Our Story
The World Vintage Colours Story
World Vintage Colours began not as a print business, but as a publishing project. Our earliest work focused on football history books, for which we commissioned specialist colourists to create cover imagery and illustrative material.
Over time, a simple question emerged: why not do this work ourselves?
What began as curiosity soon developed into a discipline. Through years of self-directed study, experimentation, historical research, and technical refinement, colourisation became a core part of what we do. As the project matured, our work expanded beyond colourisation alone into design, layout, and the creation of complete finished pieces, allowing us to control not only the accuracy of the images, but how they are presented and understood.
Every image on this website is the result of that process and is produced as a museum-grade fine art print on 400gsm archival stock, available directly from our shop.
World Vintage Colours has since gained national recognition.
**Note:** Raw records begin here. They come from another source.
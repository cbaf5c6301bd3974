//! SSH transport through the system client
//!
//! Wraps the built command in an `ssh` invocation (with `sshpass` for
//! password auth) and runs it locally. Connectivity is probed once per host
//! with the configured retry budget; command failures after that point
//! surface through exit code 255, which is the ssh client's own failure
//! marker, distinct from remote command exit codes.

use std::collections::HashSet;
use std::time::Duration;

use async_trait::async_trait;
use tokio::sync::Mutex;
use tracing::{info, warn};

use testpilot_common::{Error, Result};

use crate::command::shell_quote;
use crate::config::{Host, SshSettings};

use super::{CommandOutput, LocalTransport, Transport};

const SSH_CLIENT_FAILURE: i32 = 255;

pub struct SshTransport {
    settings: SshSettings,
    runner: LocalTransport,
    verified_hosts: Mutex<HashSet<String>>,
}

impl SshTransport {
    pub fn new(settings: SshSettings) -> Self {
        let runner = LocalTransport::new(Duration::from_secs(settings.timeout));
        Self {
            settings,
            runner,
            verified_hosts: Mutex::new(HashSet::new()),
        }
    }

    fn ssh_invocation(&self, host: &Host, remote_command: &str) -> Result<String> {
        let hostname = host
            .hostname
            .as_deref()
            .ok_or_else(|| Error::transport(format!("Host '{}' has no hostname", host.name)))?;
        let username = host
            .username
            .as_deref()
            .ok_or_else(|| Error::transport(format!("Host '{}' has no username", host.name)))?;

        let mut parts: Vec<String> = Vec::new();
        if let Some(password) = &host.password {
            parts.push("sshpass".into());
            parts.push("-p".into());
            parts.push(shell_quote(password));
        }
        parts.push("ssh".into());
        parts.push("-p".into());
        parts.push(host.port.to_string());
        parts.push("-o".into());
        parts.push(format!("ConnectTimeout={}", self.settings.timeout));
        parts.push("-o".into());
        if self.settings.auto_add_hosts {
            parts.push("StrictHostKeyChecking=accept-new".into());
        } else {
            parts.push("StrictHostKeyChecking=yes".into());
        }
        if let Some(key) = &host.key_file {
            parts.push("-i".into());
            parts.push(shell_quote(key));
            parts.push("-o".into());
            parts.push("BatchMode=yes".into());
        }
        parts.push(format!("{username}@{hostname}"));
        parts.push(shell_quote(remote_command));
        Ok(parts.join(" "))
    }

    /// Probe connectivity once per host, retrying with the configured delay
    async fn ensure_connected(&self, host: &Host) -> Result<()> {
        {
            let verified = self.verified_hosts.lock().await;
            if verified.contains(&host.name) {
                return Ok(());
            }
        }

        let probe = self.ssh_invocation(host, "true")?;
        let mut last_error = String::new();
        for attempt in 1..=self.settings.max_retries.max(1) {
            let out = self.runner.run(&probe).await?;
            if out.exit_code != SSH_CLIENT_FAILURE {
                info!(host = %host.name, attempt, "SSH connection verified");
                self.verified_hosts.lock().await.insert(host.name.clone());
                return Ok(());
            }
            last_error = out.stderr.trim().to_string();
            warn!(
                host = %host.name,
                attempt,
                error = %last_error,
                "SSH connection attempt failed"
            );
            if attempt < self.settings.max_retries {
                tokio::time::sleep(Duration::from_secs(self.settings.retry_delay)).await;
            }
        }
        Err(Error::transport(format!(
            "Cannot connect to '{}' after {} attempts: {last_error}",
            host.name, self.settings.max_retries
        )))
    }
}

#[async_trait]
impl Transport for SshTransport {
    async fn execute(&self, command: &str, host: &Host) -> Result<CommandOutput> {
        self.ensure_connected(host).await?;
        let invocation = self.ssh_invocation(host, command)?;
        let out = self.runner.run(&invocation).await?;
        if out.exit_code == SSH_CLIENT_FAILURE {
            return Err(Error::transport(format!(
                "SSH to '{}' failed: {}",
                host.name,
                out.stderr.trim()
            )));
        }
        Ok(out)
    }
}

#[cfg(test)]
mod tests {
    use super::*;

    fn ssh_host(password: bool) -> Host {
        let mut doc = serde_json::json!({
            "name": "nrf-1",
            "hostname": "10.0.0.5",
            "username": "cloud",
            "port": 2222
        });
        if password {
            doc["password"] = serde_json::json!("s3cret!");
        } else {
            doc["key_file"] = serde_json::json!("/home/cloud/.ssh/id_rsa");
        }
        serde_json::from_value(doc).unwrap()
    }

    #[test]
    fn key_auth_invocation_shape() {
        let transport = SshTransport::new(SshSettings::default());
        let invocation = transport
            .ssh_invocation(&ssh_host(false), "curl -v http://svc/api")
            .unwrap();
        assert!(invocation.starts_with("ssh -p 2222"));
        assert!(invocation.contains("StrictHostKeyChecking=accept-new"));
        assert!(invocation.contains("-i /home/cloud/.ssh/id_rsa"));
        assert!(invocation.contains("BatchMode=yes"));
        assert!(invocation.contains("cloud@10.0.0.5"));
        assert!(invocation.ends_with("'curl -v http://svc/api'"));
    }

    #[test]
    fn password_auth_uses_sshpass() {
        let transport = SshTransport::new(SshSettings {
            auto_add_hosts: false,
            ..Default::default()
        });
        let invocation = transport
            .ssh_invocation(&ssh_host(true), "true")
            .unwrap();
        assert!(invocation.starts_with("sshpass -p 's3cret!' ssh"));
        assert!(invocation.contains("StrictHostKeyChecking=yes"));
        assert!(!invocation.contains("BatchMode"));
    }

    #[test]
    fn missing_hostname_is_transport_error() {
        let transport = SshTransport::new(SshSettings::default());
        let host: Host = serde_json::from_value(serde_json::json!({"name": "bare"})).unwrap();
        assert!(transport.ssh_invocation(&host, "true").is_err());
    }
}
Our Scottish football club colourisations were selected by BBC Scotland for use as the studio backdrop on Sportscene during their 2020–21 Scottish Cup coverage. Our work has also been featured in the respected football magazine When Saturday Comes (November 2020), while Northern Insightbusiness magazine published a three-page article exploring the project in depth.
Our colourisation work focuses exclusively on the pre-war era up to 1945, though in practice the majority of our material dates from the 1870s through to the early 1930s. As a result, everything on this site represents football history approximately 90 to 145 years old.
All original black-and-white source material comes from our own extensive archive of historic postcards and photographs, built up over more than 45 years of collecting and trading, supplemented by carefully selected private collections. Nothing is sourced casually or reproduced without detailed consideration of provenance, accuracy, and historical context.
As our reputation has grown, so too has the scope of our work. In addition to developing World Vintage Colours as an independent project, we are regularly commissioned by clubs, museums, historians, and private collectors to undertake bespoke colourisation and design work. Increasingly, we are approached to adapt our methods and visual style for external projects as World Vintage Colours continues to scale.
We have worked with the Charlton Athletic Football Museum and a number of respected football historians to produce colourisations of historic players and teams for research, exhibition, and publication. We have also been granted access to the archives of Charterhouse School, one of England’s most prestigious institutions, where we colourised their 1881 FA Cup-winning side — an image later featured in When Saturday Comes.
Association football was codified in Britain before spreading across the world to become the most popular sport on the planet. Preserving its earliest visual record is not a trend or a novelty — it is a responsibility. At World Vintage Colours, we see our work as part of that duty: to safeguard, restore, and accurately present the foundations of the game for future generations.